Will Wilkinson analyzes the generation gap.

I suspect that the more strongly certain libertarian ideas and tendencies are associated with the cultural politics of Baby Boomer conservative Republicans, the more strongly young people with libertarian inclinations will tend to identify with the Democratic Party and take on cultural assumptions and characteristics common to liberals. Here’s my bottom line. Democratic-leaning libertarian young adults are the primary “liberaltarian” constituency. They are to my mind who liberaltarianism is intended for. Liberaltarianism or libertarian-liberal fusionism is not about some ridiculous practical political coalition between Larry Kudlow and Bill Galston. It is about building a coherent, appealing, practical ideological identity for all those libertarian-ish young folks who don’t want a damn thing to do with the party of old, angry religious white people.

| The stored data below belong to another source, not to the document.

//! Weather screen - terminal host

use std::cell::RefCell;
use std::io;
use std::path::PathBuf;
use std::rc::Rc;
use std::sync::Arc;
use std::time::Duration;

use clap::Parser;
use crossterm::{
    event::{DisableMouseCapture, EnableMouseCapture},
    execute,
    terminal::{EnterAlternateScreen, LeaveAlternateScreen, disable_raw_mode, enable_raw_mode},
};
use ratatui::{Frame, Terminal, backend::CrosstermBackend, layout::Rect};
use tui_dispatch::{
    EffectContext, EffectStoreLike, EffectStoreWithMiddleware, EventBus, EventContext, EventKind,
    EventRoutingState, HandlerResponse, Keybindings, RenderContext,
};
use tui_dispatch_components::centered_rect;
use tui_dispatch_debug::debug::DebugLayer;
use tui_dispatch_debug::{
    DebugCliArgs, DebugRunOutput, DebugSession, DebugSessionError, ReplayItem,
};
use weather_screen::action::Action;
use weather_screen::api::ForecastClient;
use weather_screen::components::permission_prompt::{PROMPT_HEIGHT, PROMPT_WIDTH};
use weather_screen::components::{
    Component, PermissionPrompt, PermissionPromptProps, WeatherScreen, WeatherScreenProps,
};
use weather_screen::config::{API_KEY_ENV, Config};
use weather_screen::effect::{Effect, Services};
use weather_screen::location;
use weather_screen::logging;
use weather_screen::reducer::reducer;
use weather_screen::state::{
    AppState, Coordinates, LOADING_ANIM_TICK_MS, PermissionPolicy, ScreenPhase, TempUnit,
};
use weather_screen::theme::Theme;

/// The theme follows the wall clock, so redraw at least once a minute.
const CLOCK_REFRESH_SECS: u64 = 60;

/// Terminal weather screen for the current location
#[derive(Parser, Debug)]
#[command(name = "weather-screen")]
#[command(about = "Current conditions, hourly strip and 7-day outlook for where you are")]
struct Args {
    /// Config file (defaults to the platform config directory)
    #[arg(long)]
    config: Option<PathBuf>,

    /// Fixed latitude instead of the IP lookup
    #[arg(long, requires = "lon", allow_hyphen_values = true)]
    lat: Option<f64>,

    /// Fixed longitude instead of the IP lookup
    #[arg(long, requires = "lat", allow_hyphen_values = true)]
    lon: Option<f64>,

    /// Grant location access without asking
    #[arg(long)]
    allow_location: bool,

    /// Initial temperature unit
    #[arg(long, value_enum)]
    unit: Option<TempUnit>,

    /// Log file (defaults to the platform data directory)
    #[arg(long)]
    log_file: Option<PathBuf>,

    #[command(flatten)]
    debug: DebugCliArgs,
}

#[derive(tui_dispatch::ComponentId, Clone, Copy, PartialEq, Eq, Hash, Debug)]
enum ScreenComponentId {
    Screen,
    Prompt,
}

#[derive(tui_dispatch::BindingContext, Clone, Copy, PartialEq, Eq, Hash)]
enum ScreenContext {
    Main,
    Prompt,
}

impl EventRoutingState<ScreenComponentId, ScreenContext> for AppState {
    fn focused(&self) -> Option<ScreenComponentId> {
        if self.phase == ScreenPhase::RequestingPermission {
            Some(ScreenComponentId::Prompt)
        } else {
            Some(ScreenComponentId::Screen)
        }
    }

    fn modal(&self) -> Option<ScreenComponentId> {
        if self.phase == ScreenPhase::RequestingPermission {
            Some(ScreenComponentId::Prompt)
        } else {
            None
        }
    }

    fn binding_context(&self, id: ScreenComponentId) -> ScreenContext {
        match id {
            ScreenComponentId::Screen => ScreenContext::Main,
            ScreenComponentId::Prompt => ScreenContext::Prompt,
        }
    }

    fn default_context(&self) -> ScreenContext {
        ScreenContext::Main
    }
}

#[tokio::main]
async fn main() -> io::Result<()> {
    let args = Args::parse();
    dotenvy::dotenv().ok();

    let log_path = logging::init(args.log_file.clone());

    let mut config = Config::load(args.config.as_deref()).map_err(io::Error::other)?;
    if let (Some(lat), Some(lon)) = (args.lat, args.lon) {
        config.location.latitude = Some(lat);
        config.location.longitude = Some(lon);
    }
    if args.allow_location {
        config.location.permission = PermissionPolicy::Granted;
    }
    if let Some(unit) = args.unit {
        config.display.unit = unit;
    }
    tracing::info!(log = ?log_path, permission = ?config.location.permission, "starting");

    let services = build_services(&config)?;

    let debug = DebugSession::new(args.debug);

    // Export JSON schemas if requested
    debug.save_state_schema::<AppState>().map_err(debug_error)?;
    debug.save_actions_schema::<Action>().map_err(debug_error)?;

    let permission = config.location.permission;
    let display = config.display.clone();
    let state = debug
        .load_state_or_else_async(move || async move {
            Ok::<AppState, io::Error>(AppState::new(
                permission,
                display.unit,
                display.weekday_labels,
            ))
        })
        .await
        .map_err(debug_error)?;

    let replay_actions = debug.load_replay_items().map_err(debug_error)?;

    let (middleware, action_recorder) = debug.middleware_with_recorder();
    let store = EffectStoreWithMiddleware::new(state, reducer, middleware);

    // ===== Terminal setup =====
    let use_alt_screen = debug.use_alt_screen();
    let mut stdout = io::stdout();
    if use_alt_screen {
        enable_raw_mode()?;
        execute!(stdout, EnterAlternateScreen, EnableMouseCapture)?;
    }
    let backend = CrosstermBackend::new(stdout);
    let mut terminal = Terminal::new(backend)?;

    let result = run_app(&mut terminal, &debug, store, replay_actions, services).await;

    // ===== Cleanup =====
    if use_alt_screen {
        disable_raw_mode()?;
        execute!(
            terminal.backend_mut(),
            LeaveAlternateScreen,
            DisableMouseCapture
        )?;
        terminal.show_cursor()?;
    }

    let run_output = result?;
    run_output.write_render_output()?;
    debug
        .save_actions(action_recorder.as_ref())
        .map_err(debug_error)?;

    tracing::info!("exiting");
    Ok(())
}

fn build_services(config: &Config) -> io::Result<Services> {
    let api_key = config.resolve_api_key(std::env::var(API_KEY_ENV).ok());
    if api_key.is_none() {
        tracing::warn!("no API key configured, forecast requests will fail");
    }
    let timeout = config.request_timeout();

    let forecast = ForecastClient::new(api_key, config.base_url.clone(), timeout)
        .map_err(io::Error::other)?;
    let fixed: Option<Coordinates> = config.fixed_coordinates();
    let locator = location::locator_for(fixed, &config.location.lookup_url, timeout)
        .map_err(io::Error::other)?;

    Ok(Services::new(forecast, locator))
}

struct ScreenUi {
    screen: WeatherScreen,
    prompt: PermissionPrompt,
}

impl ScreenUi {
    fn new() -> Self {
        Self {
            screen: WeatherScreen,
            prompt: PermissionPrompt::new(),
        }
    }

    fn render(
        &mut self,
        frame: &mut Frame,
        area: Rect,
        state: &AppState,
        render_ctx: RenderContext,
        event_ctx: &mut EventContext<ScreenComponentId>,
    ) {
        let prompting = state.phase == ScreenPhase::RequestingPermission;
        event_ctx.set_component_area(ScreenComponentId::Screen, area);

        let props = WeatherScreenProps {
            state,
            theme: Theme::now(),
            is_focused: render_ctx.is_focused() && !prompting,
        };
        self.screen.render(frame, area, props);

        if prompting {
            let modal_area = centered_rect(PROMPT_WIDTH, PROMPT_HEIGHT, area);
            event_ctx.set_component_area(ScreenComponentId::Prompt, modal_area);
            let props = PermissionPromptProps {
                is_focused: render_ctx.is_focused(),
            };
            self.prompt.render(frame, area, props);
        } else {
            event_ctx
                .component_areas
                .remove(&ScreenComponentId::Prompt);
        }
    }

    fn handle_screen_event(
        &mut self,
        event: &EventKind,
        state: &AppState,
    ) -> HandlerResponse<Action> {
        let props = WeatherScreenProps {
            state,
            theme: Theme::now(),
            is_focused: true,
        };
        let actions: Vec<_> = self
            .screen
            .handle_event(event, props)
            .into_iter()
            .collect();
        if actions.is_empty() {
            HandlerResponse::ignored()
        } else {
            HandlerResponse {
                actions,
                consumed: true,
                needs_render: false,
            }
        }
    }

    fn handle_prompt_event(&mut self, event: &EventKind) -> HandlerResponse<Action> {
        let props = PermissionPromptProps { is_focused: true };
        let actions: Vec<_> = self.prompt.handle_event(event, props).into_iter().collect();
        HandlerResponse {
            actions,
            consumed: true,
            needs_render: false,
        }
    }
}

fn debug_error(error: DebugSessionError) -> io::Error {
    io::Error::other(format!("debug session error: {error}"))
}

async fn run_app<B: ratatui::backend::Backend>(
    terminal: &mut Terminal<B>,
    debug: &DebugSession,
    store: impl EffectStoreLike<AppState, Action, Effect>,
    replay_actions: Vec<ReplayItem<Action>>,
    services: Services,
) -> io::Result<DebugRunOutput<AppState>> {
    let services = Arc::new(services);
    let ui = Rc::new(RefCell::new(ScreenUi::new()));
    let mut bus: EventBus<AppState, Action, ScreenComponentId, ScreenContext> = EventBus::new();
    let keybindings: Keybindings<ScreenContext> = Keybindings::new();

    let ui_screen = Rc::clone(&ui);
    bus.register(ScreenComponentId::Screen, move |event, state| {
        ui_screen
            .borrow_mut()
            .handle_screen_event(&event.kind, state)
    });

    let ui_prompt = Rc::clone(&ui);
    bus.register(ScreenComponentId::Prompt, move |event, _state| {
        ui_prompt.borrow_mut().handle_prompt_event(&event.kind)
    });

    bus.register_global(|event, _state| match event.kind {
        EventKind::Resize(_, _) => HandlerResponse::ignored().with_render(),
        _ => HandlerResponse::ignored(),
    });

    debug
        .run_effect_app_with_bus(
            terminal,
            store,
            DebugLayer::simple(),
            replay_actions,
            Some(Action::PermissionRequest),
            Some(Action::Quit),
            |runtime| {
                if debug.render_once() {
                    return;
                }

                runtime.subscriptions().interval(
                    "tick",
                    Duration::from_millis(LOADING_ANIM_TICK_MS),
                    || Action::Tick,
                );

                runtime.subscriptions().interval(
                    "clock",
                    Duration::from_secs(CLOCK_REFRESH_SECS),
                    || Action::Render,
                );
            },
            &mut bus,
            &keybindings,
            |frame, area, state, render_ctx, event_ctx| {
                ui.borrow_mut()
                    .render(frame, area, state, render_ctx, event_ctx);
            },
            |action| matches!(action, Action::Quit),
            move |effect, ctx| handle_effect(effect, ctx, services.clone()),
        )
        .await
}

/// Handle effects by spawning tasks
fn handle_effect(effect: Effect, ctx: &mut EffectContext<Action>, services: Arc<Services>) {
    let key = match effect {
        Effect::AcquireLocation => "location",
        Effect::FetchForecast { .. } => "forecast",
    };
    ctx.tasks()
        .spawn(key, async move { services.run(effect).await });
}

Read the whole post, which has data to back up his view of the generation gap. My sense is that in 2008, the young people Wilkinson is talking about voted overwhelmingly for Obama, knowing that they were sacrificing fiscal conservatism in order to express their group identity. Perhaps they will continue to fear “angry, religious white people” (the way that some Jews fear Christians), and so they will vote their group identity rather than their fiscal conservatism. That’s too bad, because I read the Tea Party movement as very focused on fiscal conservatism, rather than on the issues that frighten Wilkinson.